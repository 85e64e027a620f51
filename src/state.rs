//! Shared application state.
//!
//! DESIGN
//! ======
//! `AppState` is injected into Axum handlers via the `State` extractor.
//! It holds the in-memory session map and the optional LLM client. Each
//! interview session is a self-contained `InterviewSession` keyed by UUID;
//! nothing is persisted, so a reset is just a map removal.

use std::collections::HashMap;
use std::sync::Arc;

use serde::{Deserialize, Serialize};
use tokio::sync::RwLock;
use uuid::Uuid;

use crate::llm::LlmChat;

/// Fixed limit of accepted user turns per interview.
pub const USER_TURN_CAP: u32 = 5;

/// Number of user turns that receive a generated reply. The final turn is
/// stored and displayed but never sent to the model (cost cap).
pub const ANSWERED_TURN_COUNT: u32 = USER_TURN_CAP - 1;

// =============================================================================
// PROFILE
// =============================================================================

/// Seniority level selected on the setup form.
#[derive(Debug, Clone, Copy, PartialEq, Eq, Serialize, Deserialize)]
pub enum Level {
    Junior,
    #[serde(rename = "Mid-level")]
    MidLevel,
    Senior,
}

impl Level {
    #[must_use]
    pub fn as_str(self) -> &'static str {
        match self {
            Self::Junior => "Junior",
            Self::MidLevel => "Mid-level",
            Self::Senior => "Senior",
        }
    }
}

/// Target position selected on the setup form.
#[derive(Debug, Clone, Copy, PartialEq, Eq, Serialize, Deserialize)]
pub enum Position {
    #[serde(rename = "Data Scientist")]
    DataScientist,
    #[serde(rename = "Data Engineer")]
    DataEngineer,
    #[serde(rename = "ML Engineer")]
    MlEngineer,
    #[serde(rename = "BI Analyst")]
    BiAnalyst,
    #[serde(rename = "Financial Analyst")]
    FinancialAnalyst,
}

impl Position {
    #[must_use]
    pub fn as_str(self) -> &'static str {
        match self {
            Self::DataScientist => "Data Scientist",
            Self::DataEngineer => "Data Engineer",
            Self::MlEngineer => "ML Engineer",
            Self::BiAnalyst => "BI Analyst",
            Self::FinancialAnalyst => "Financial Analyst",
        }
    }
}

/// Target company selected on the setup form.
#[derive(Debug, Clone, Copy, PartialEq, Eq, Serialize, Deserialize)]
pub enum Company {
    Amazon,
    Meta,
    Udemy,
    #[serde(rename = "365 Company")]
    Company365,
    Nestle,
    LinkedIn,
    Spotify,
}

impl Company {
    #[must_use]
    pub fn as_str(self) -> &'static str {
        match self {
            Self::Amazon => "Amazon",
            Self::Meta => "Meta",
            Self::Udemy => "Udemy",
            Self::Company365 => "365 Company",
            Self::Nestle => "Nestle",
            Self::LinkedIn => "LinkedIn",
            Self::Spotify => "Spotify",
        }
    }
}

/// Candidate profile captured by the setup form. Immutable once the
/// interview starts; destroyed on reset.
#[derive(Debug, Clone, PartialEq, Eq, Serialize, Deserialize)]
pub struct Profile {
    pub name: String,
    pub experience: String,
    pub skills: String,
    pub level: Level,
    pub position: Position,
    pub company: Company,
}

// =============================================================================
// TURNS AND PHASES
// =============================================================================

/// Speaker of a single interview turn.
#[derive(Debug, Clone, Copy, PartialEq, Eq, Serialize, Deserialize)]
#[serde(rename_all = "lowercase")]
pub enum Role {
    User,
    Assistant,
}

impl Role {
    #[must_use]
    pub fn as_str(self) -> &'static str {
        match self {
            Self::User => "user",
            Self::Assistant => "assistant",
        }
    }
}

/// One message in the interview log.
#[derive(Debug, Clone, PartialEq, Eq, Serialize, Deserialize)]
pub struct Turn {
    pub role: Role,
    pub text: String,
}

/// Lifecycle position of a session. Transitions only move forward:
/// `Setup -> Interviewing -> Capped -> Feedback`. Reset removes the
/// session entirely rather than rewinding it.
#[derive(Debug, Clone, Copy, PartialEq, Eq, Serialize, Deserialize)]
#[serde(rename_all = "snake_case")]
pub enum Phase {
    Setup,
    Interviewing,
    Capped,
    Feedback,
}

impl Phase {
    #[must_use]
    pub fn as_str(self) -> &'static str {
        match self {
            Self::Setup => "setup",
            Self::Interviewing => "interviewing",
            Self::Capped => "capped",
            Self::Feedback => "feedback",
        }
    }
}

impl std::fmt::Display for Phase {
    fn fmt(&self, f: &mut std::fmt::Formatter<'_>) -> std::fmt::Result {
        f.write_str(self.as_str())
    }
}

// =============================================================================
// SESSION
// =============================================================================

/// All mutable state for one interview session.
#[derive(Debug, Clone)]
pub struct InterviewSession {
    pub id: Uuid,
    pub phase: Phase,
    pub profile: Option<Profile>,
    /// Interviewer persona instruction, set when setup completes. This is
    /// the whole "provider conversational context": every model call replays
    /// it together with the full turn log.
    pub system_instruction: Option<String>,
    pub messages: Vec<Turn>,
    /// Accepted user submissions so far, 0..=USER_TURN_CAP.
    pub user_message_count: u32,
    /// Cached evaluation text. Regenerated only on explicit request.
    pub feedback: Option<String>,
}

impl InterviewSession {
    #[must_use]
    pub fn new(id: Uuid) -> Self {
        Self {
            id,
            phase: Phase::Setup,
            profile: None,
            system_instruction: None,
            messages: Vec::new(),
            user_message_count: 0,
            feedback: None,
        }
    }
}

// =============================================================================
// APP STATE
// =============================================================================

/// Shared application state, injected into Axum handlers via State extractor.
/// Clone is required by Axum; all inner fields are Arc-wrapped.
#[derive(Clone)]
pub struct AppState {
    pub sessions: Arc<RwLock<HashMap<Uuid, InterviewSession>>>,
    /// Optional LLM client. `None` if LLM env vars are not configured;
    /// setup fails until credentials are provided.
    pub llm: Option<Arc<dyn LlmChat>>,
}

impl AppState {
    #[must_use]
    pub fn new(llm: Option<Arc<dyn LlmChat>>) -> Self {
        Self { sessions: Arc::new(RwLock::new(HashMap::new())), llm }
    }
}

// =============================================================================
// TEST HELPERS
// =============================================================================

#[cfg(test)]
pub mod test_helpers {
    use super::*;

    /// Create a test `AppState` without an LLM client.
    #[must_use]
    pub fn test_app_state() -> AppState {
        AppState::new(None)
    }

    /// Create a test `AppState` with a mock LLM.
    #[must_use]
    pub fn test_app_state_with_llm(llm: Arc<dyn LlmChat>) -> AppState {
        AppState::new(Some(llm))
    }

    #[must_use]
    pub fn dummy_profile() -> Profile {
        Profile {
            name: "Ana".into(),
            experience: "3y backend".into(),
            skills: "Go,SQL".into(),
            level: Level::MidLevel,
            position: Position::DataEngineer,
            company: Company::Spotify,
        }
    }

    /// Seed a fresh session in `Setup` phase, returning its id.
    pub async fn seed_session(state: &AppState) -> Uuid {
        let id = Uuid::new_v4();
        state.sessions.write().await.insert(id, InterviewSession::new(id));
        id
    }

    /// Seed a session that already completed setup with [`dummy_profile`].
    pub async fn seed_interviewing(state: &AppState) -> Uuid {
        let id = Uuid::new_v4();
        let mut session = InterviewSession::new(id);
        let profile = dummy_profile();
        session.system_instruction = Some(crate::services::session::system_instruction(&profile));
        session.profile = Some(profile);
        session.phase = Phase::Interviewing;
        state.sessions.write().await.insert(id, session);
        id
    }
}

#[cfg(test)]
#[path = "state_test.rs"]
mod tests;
==============================
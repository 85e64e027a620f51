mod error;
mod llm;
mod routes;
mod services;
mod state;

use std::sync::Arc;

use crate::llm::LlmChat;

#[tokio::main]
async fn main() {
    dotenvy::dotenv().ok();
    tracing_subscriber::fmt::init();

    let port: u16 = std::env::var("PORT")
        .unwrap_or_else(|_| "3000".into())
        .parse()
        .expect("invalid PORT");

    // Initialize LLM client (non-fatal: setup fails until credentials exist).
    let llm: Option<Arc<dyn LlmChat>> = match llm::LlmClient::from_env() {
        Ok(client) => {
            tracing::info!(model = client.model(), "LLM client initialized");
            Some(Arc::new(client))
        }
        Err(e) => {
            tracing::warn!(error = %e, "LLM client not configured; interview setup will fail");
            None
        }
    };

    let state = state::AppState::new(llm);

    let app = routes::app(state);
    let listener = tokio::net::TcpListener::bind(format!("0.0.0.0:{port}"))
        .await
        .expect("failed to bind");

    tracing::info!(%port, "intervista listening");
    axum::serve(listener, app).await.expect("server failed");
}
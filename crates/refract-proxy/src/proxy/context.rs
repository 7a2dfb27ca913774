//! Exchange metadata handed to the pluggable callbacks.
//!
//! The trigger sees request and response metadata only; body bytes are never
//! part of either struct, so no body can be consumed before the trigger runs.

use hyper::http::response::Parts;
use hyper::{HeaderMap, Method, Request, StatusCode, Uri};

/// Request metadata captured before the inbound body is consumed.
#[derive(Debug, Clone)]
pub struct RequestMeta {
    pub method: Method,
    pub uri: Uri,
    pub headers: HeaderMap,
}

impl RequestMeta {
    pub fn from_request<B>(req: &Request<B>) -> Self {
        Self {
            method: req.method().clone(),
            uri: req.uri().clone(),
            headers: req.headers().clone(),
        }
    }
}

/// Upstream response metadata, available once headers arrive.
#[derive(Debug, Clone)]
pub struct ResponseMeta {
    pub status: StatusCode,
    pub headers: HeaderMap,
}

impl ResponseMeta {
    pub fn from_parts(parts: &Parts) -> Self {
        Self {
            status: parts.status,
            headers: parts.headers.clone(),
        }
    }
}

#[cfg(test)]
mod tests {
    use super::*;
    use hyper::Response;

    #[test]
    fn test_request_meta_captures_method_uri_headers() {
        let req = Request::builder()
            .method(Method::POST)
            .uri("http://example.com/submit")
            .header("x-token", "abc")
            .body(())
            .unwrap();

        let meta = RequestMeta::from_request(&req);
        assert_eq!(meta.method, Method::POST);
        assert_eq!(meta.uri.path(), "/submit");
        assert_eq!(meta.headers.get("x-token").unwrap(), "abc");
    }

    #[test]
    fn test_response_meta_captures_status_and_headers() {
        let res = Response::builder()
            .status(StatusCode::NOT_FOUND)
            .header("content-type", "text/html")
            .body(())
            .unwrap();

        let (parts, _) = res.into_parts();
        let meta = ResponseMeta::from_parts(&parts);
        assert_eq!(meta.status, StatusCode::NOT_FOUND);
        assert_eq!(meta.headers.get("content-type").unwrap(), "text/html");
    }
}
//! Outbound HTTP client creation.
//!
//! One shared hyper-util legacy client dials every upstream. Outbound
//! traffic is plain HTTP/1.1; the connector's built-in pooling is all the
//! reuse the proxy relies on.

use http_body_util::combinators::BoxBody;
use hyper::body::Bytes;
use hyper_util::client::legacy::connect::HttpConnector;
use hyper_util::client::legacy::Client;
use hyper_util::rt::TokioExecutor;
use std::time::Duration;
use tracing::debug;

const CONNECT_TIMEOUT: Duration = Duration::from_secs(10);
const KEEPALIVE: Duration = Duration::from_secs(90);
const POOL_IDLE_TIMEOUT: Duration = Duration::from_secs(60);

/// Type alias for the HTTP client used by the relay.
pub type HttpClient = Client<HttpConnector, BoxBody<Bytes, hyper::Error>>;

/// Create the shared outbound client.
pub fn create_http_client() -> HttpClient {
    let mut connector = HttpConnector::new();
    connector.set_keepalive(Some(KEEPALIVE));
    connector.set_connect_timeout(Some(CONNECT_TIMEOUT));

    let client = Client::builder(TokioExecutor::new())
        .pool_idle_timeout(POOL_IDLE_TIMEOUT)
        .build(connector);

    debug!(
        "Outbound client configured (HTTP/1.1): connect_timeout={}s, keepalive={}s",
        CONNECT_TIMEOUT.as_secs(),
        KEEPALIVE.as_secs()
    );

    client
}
==============================
Task to carry out:
Note each line of the entries that has "injected" in it, and copy those lines.

Exercise output:
//! `AppState` is injected into Axum handlers via the `State` extractor.
/// Shared application state, injected into Axum handlers via State extractor.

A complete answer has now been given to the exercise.